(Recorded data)
────────

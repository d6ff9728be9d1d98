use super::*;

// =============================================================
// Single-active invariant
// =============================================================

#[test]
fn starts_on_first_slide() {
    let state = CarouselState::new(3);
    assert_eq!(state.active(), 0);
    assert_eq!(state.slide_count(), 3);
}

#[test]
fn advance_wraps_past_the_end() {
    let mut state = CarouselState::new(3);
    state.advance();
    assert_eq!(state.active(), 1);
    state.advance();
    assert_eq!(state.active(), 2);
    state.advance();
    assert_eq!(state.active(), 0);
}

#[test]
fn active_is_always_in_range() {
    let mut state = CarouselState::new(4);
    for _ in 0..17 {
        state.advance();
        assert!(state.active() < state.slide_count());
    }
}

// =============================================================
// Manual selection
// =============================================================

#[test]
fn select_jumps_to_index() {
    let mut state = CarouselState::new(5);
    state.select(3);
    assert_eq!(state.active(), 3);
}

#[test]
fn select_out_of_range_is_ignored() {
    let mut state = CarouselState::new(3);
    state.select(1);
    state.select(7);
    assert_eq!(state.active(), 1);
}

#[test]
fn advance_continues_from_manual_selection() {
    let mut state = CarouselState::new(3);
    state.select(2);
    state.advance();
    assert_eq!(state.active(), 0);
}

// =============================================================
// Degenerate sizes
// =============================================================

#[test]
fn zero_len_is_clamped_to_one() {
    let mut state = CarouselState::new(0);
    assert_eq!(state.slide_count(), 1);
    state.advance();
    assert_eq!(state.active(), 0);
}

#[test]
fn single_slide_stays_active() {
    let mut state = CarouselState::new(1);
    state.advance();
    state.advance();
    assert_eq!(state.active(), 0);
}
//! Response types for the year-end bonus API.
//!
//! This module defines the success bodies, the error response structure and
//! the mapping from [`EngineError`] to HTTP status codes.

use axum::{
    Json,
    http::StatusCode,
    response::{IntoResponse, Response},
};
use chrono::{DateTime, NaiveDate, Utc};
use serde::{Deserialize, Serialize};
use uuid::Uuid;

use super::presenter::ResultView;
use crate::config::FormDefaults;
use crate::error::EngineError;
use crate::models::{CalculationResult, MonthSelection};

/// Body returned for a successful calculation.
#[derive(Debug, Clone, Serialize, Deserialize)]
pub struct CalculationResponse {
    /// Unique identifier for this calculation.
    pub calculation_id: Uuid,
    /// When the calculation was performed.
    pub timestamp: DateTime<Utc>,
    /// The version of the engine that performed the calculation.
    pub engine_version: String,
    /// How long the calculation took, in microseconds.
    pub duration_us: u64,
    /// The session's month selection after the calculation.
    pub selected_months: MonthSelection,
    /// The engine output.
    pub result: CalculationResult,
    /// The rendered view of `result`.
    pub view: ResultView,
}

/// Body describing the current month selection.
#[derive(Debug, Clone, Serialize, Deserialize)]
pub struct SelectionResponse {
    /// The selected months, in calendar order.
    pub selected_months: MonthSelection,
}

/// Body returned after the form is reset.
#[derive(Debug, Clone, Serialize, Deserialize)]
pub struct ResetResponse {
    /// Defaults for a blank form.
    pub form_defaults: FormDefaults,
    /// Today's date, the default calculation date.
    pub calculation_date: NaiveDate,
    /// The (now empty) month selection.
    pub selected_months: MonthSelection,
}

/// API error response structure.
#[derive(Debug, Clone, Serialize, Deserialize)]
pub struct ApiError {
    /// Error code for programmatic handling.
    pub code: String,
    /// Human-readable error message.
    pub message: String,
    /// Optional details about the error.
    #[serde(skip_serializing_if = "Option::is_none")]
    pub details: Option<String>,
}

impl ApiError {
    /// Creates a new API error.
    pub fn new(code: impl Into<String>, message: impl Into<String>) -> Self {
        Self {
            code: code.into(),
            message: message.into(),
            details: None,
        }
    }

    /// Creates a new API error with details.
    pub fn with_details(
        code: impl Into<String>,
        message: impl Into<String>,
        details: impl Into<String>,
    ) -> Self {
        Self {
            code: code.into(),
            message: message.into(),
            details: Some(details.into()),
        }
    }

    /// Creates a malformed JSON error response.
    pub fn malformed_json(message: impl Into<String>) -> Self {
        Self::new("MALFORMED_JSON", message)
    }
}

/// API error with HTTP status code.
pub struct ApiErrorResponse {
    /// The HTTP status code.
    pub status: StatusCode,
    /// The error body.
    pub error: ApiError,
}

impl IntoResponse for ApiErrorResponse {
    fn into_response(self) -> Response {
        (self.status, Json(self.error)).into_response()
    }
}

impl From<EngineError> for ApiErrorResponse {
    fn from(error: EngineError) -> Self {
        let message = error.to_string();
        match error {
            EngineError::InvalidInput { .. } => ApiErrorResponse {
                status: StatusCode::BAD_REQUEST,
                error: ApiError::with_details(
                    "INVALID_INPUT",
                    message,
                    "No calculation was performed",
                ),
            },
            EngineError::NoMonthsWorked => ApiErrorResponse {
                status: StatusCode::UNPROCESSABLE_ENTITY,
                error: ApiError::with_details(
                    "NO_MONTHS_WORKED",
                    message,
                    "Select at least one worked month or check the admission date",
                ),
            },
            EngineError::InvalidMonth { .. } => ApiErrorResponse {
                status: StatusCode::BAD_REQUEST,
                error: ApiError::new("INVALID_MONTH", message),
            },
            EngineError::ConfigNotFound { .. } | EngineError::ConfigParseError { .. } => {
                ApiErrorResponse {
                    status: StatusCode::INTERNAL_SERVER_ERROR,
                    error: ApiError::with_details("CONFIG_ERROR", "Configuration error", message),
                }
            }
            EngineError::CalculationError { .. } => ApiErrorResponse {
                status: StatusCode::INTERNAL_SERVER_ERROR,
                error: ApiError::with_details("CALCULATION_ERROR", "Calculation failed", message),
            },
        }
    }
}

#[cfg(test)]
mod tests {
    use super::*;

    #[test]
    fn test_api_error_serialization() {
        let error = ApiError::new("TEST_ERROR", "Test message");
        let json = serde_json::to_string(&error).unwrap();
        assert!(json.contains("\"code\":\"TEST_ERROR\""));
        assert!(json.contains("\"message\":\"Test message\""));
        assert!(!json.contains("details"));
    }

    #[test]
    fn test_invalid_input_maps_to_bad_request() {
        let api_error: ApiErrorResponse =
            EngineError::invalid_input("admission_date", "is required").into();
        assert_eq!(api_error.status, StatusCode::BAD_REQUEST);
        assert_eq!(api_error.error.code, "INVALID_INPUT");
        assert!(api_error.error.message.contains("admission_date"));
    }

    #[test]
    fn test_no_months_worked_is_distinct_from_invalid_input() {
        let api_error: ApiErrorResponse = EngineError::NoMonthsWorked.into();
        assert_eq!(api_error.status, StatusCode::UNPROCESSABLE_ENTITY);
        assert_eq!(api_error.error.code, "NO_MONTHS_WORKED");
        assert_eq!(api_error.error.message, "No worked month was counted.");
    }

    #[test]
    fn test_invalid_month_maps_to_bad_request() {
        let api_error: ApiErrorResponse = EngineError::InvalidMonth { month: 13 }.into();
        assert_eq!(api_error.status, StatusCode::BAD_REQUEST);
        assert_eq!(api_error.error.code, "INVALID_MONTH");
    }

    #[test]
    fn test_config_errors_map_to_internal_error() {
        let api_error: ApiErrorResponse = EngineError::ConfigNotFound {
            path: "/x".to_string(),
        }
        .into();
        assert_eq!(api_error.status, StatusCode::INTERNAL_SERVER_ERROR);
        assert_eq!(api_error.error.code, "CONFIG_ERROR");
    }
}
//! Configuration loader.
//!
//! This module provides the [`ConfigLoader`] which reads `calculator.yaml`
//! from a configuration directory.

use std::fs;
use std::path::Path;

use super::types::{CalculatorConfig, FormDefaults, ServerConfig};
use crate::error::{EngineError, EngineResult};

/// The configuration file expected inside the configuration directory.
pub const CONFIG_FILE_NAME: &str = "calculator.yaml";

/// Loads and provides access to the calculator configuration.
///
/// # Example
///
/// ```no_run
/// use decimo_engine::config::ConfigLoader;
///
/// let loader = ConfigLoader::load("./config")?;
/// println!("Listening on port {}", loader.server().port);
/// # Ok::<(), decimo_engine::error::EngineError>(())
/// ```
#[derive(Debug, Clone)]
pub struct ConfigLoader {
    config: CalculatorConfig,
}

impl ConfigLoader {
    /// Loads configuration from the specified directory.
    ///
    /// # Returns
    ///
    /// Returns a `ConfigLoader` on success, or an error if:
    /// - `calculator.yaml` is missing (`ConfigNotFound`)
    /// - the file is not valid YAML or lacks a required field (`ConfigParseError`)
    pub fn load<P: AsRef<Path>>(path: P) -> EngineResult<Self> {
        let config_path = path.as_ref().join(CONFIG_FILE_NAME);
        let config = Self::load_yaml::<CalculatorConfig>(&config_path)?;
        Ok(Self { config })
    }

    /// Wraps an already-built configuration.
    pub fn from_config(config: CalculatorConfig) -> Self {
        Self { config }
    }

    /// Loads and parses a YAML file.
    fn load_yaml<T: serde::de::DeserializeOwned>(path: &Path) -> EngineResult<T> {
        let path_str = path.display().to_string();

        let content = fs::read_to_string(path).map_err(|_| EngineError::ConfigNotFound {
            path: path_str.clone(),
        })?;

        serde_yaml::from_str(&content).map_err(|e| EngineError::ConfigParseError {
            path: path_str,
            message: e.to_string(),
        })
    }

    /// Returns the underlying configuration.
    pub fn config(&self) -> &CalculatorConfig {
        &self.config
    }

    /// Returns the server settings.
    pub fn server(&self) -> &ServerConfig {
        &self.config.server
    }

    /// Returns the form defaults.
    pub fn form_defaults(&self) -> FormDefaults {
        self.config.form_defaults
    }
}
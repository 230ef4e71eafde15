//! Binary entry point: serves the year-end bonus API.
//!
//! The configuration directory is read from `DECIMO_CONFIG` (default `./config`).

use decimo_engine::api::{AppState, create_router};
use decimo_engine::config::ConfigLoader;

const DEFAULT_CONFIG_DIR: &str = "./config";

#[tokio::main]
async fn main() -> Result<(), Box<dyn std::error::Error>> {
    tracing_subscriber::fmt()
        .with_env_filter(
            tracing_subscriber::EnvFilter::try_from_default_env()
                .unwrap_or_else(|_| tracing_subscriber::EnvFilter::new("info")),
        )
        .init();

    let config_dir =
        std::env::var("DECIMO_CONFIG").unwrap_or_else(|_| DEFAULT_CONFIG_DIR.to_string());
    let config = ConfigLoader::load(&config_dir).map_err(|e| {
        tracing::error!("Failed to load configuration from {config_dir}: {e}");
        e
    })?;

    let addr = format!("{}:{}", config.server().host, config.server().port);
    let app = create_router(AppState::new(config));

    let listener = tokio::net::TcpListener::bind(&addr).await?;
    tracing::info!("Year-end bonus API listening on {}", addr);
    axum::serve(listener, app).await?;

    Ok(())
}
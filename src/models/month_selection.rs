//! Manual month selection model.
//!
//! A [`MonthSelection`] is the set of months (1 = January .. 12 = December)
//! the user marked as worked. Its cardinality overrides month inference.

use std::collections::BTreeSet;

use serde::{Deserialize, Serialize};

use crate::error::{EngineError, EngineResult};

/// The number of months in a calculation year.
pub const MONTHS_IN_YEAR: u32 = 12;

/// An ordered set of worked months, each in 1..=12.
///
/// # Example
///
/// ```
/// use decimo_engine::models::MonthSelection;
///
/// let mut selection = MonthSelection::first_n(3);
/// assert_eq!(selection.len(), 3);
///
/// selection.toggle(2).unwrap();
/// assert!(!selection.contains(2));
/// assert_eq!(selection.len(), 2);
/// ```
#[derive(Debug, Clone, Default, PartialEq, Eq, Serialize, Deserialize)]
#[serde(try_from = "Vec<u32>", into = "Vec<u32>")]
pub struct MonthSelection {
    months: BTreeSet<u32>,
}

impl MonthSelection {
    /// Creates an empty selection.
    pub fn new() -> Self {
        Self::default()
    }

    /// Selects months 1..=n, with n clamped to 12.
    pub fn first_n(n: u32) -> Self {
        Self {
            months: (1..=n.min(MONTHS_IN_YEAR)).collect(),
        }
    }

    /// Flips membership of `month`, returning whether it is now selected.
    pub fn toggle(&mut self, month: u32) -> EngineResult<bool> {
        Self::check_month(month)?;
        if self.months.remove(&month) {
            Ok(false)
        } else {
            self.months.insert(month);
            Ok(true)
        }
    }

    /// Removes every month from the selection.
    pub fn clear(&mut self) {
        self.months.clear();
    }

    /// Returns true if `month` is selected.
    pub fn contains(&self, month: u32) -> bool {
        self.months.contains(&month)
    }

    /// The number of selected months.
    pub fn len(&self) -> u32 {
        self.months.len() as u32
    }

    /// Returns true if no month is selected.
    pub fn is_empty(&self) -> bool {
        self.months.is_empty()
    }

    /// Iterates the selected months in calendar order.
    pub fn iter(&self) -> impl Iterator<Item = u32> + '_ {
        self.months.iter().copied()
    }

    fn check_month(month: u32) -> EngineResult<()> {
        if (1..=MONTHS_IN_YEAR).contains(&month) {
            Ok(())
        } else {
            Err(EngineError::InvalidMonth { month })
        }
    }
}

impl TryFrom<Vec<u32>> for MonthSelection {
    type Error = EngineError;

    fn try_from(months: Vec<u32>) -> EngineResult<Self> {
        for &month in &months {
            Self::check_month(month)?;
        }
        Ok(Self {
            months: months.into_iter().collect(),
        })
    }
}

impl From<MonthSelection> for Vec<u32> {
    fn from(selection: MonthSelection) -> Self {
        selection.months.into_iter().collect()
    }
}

────────

GOAL OF THE EXERCISE: Look over the entries for "await", then copy every line that includes that string.

YOUR RESPONSE:
    let listener = tokio::net::TcpListener::bind(&addr).await?;
    axum::serve(listener, app).await?;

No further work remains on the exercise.